▶ _EXERCISE GOAL_
When responding, copy every record below exactly as it appears.

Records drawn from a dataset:
==============================

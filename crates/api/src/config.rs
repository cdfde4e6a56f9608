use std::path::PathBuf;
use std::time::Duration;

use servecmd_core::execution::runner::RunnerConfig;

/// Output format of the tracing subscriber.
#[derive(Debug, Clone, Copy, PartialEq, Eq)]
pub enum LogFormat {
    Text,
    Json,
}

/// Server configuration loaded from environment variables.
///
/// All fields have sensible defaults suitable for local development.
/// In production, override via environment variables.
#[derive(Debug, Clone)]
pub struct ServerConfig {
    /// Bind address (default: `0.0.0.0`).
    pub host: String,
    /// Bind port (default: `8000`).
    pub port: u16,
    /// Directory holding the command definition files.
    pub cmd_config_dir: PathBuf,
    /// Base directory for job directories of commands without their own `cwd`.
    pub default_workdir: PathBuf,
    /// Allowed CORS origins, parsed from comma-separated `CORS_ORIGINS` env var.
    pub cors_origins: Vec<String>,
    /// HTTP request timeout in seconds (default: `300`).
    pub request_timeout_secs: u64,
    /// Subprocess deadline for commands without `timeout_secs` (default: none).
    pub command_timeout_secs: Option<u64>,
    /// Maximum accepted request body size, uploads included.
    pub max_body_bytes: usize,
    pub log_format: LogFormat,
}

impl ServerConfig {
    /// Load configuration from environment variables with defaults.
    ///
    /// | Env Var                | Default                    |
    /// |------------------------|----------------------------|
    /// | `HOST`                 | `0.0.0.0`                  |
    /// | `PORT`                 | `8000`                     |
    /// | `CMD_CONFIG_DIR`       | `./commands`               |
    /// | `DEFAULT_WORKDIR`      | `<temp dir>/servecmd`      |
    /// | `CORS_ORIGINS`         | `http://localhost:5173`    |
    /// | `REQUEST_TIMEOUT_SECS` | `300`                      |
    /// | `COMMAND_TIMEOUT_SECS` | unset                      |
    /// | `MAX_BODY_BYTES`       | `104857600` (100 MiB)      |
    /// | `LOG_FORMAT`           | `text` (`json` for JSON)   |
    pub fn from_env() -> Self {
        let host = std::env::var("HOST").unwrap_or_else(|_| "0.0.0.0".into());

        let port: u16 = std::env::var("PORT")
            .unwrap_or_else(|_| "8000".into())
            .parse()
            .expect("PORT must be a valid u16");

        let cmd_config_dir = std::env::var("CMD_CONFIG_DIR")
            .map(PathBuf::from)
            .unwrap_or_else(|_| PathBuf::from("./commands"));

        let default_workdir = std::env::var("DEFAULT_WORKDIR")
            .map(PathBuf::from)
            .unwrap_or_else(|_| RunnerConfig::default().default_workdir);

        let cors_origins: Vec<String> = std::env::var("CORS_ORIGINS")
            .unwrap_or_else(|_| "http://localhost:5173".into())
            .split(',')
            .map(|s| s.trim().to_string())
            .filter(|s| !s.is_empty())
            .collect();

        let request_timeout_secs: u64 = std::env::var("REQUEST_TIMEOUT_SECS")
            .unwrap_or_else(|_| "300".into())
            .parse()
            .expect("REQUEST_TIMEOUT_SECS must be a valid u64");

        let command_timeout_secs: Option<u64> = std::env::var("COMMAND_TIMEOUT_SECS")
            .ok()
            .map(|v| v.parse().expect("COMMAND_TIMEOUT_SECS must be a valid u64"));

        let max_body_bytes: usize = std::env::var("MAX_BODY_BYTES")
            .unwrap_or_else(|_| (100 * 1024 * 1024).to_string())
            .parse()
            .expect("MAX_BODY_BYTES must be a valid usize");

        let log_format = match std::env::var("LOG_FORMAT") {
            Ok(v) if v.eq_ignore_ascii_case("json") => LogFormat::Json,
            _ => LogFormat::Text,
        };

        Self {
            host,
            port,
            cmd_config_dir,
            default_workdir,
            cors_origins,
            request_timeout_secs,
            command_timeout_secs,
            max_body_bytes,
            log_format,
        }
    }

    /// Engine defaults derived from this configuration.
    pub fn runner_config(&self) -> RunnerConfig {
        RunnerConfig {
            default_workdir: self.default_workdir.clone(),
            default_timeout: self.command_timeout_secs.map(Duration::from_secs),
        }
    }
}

==============================

▶ _WRITTEN ANSWER_
filename crates/api/src/config.rs
repository cdfde4e6a56f9608
use std::path::PathBuf;
use std::time::Duration;

use servecmd_core::execution::runner::RunnerConfig;

/// Output format of the tracing subscriber.
#[derive(Debug, Clone, Copy, PartialEq, Eq)]
pub enum LogFormat {
    Text,
    Json,
}

/// Server configuration loaded from environment variables.
///
/// All fields have sensible defaults suitable for local development.
/// In production, override via environment variables.
#[derive(Debug, Clone)]
pub struct ServerConfig {
    /// Bind address (default: `0.0.0.0`).
    pub host: String,
    /// Bind port (default: `8000`).
    pub port: u16,
    /// Directory holding the command definition files.
    pub cmd_config_dir: PathBuf,
    /// Base directory for job directories of commands without their own `cwd`.
    pub default_workdir: PathBuf,
    /// Allowed CORS origins, parsed from comma-separated `CORS_ORIGINS` env var.
    pub cors_origins: Vec<String>,
    /// HTTP request timeout in seconds (default: `300`).
    pub request_timeout_secs: u64,
    /// Subprocess deadline for commands without `timeout_secs` (default: none).
    pub command_timeout_secs: Option<u64>,
    /// Maximum accepted request body size, uploads included.
    pub max_body_bytes: usize,
    pub log_format: LogFormat,
}

impl ServerConfig {
    /// Load configuration from environment variables with defaults.
    ///
    /// | Env Var                | Default                    |
    /// |------------------------|----------------------------|
    /// | `HOST`                 | `0.0.0.0`                  |
    /// | `PORT`                 | `8000`                     |
    /// | `CMD_CONFIG_DIR`       | `./commands`               |
    /// | `DEFAULT_WORKDIR`      | `<temp dir>/servecmd`      |
    /// | `CORS_ORIGINS`         | `http://localhost:5173`    |
    /// | `REQUEST_TIMEOUT_SECS` | `300`                      |
    /// | `COMMAND_TIMEOUT_SECS` | unset                      |
    /// | `MAX_BODY_BYTES`       | `104857600` (100 MiB)      |
    /// | `LOG_FORMAT`           | `text` (`json` for JSON)   |
    pub fn from_env() -> Self {
        let host = std::env::var("HOST").unwrap_or_else(|_| "0.0.0.0".into());

        let port: u16 = std::env::var("PORT")
            .unwrap_or_else(|_| "8000".into())
            .parse()
            .expect("PORT must be a valid u16");

        let cmd_config_dir = std::env::var("CMD_CONFIG_DIR")
            .map(PathBuf::from)
            .unwrap_or_else(|_| PathBuf::from("./commands"));

        let default_workdir = std::env::var("DEFAULT_WORKDIR")
            .map(PathBuf::from)
            .unwrap_or_else(|_| RunnerConfig::default().default_workdir);

        let cors_origins: Vec<String> = std::env::var("CORS_ORIGINS")
            .unwrap_or_else(|_| "http://localhost:5173".into())
            .split(',')
            .map(|s| s.trim().to_string())
            .filter(|s| !s.is_empty())
            .collect();

        let request_timeout_secs: u64 = std::env::var("REQUEST_TIMEOUT_SECS")
            .unwrap_or_else(|_| "300".into())
            .parse()
            .expect("REQUEST_TIMEOUT_SECS must be a valid u64");

        let command_timeout_secs: Option<u64> = std::env::var("COMMAND_TIMEOUT_SECS")
            .ok()
            .map(|v| v.parse().expect("COMMAND_TIMEOUT_SECS must be a valid u64"));

        let max_body_bytes: usize = std::env::var("MAX_BODY_BYTES")
            .unwrap_or_else(|_| (100 * 1024 * 1024).to_string())
            .parse()
            .expect("MAX_BODY_BYTES must be a valid usize");

        let log_format = match std::env::var("LOG_FORMAT") {
            Ok(v) if v.eq_ignore_ascii_case("json") => LogFormat::Json,
            _ => LogFormat::Text,
        };

        Self {
            host,
            port,
            cmd_config_dir,
            default_workdir,
            cors_origins,
            request_timeout_secs,
            command_timeout_secs,
            max_body_bytes,
            log_format,
        }
    }

    /// Engine defaults derived from this configuration.
    pub fn runner_config(&self) -> RunnerConfig {
        RunnerConfig {
            default_workdir: self.default_workdir.clone(),
            default_timeout: self.command_timeout_secs.map(Duration::from_secs),
        }
    }
}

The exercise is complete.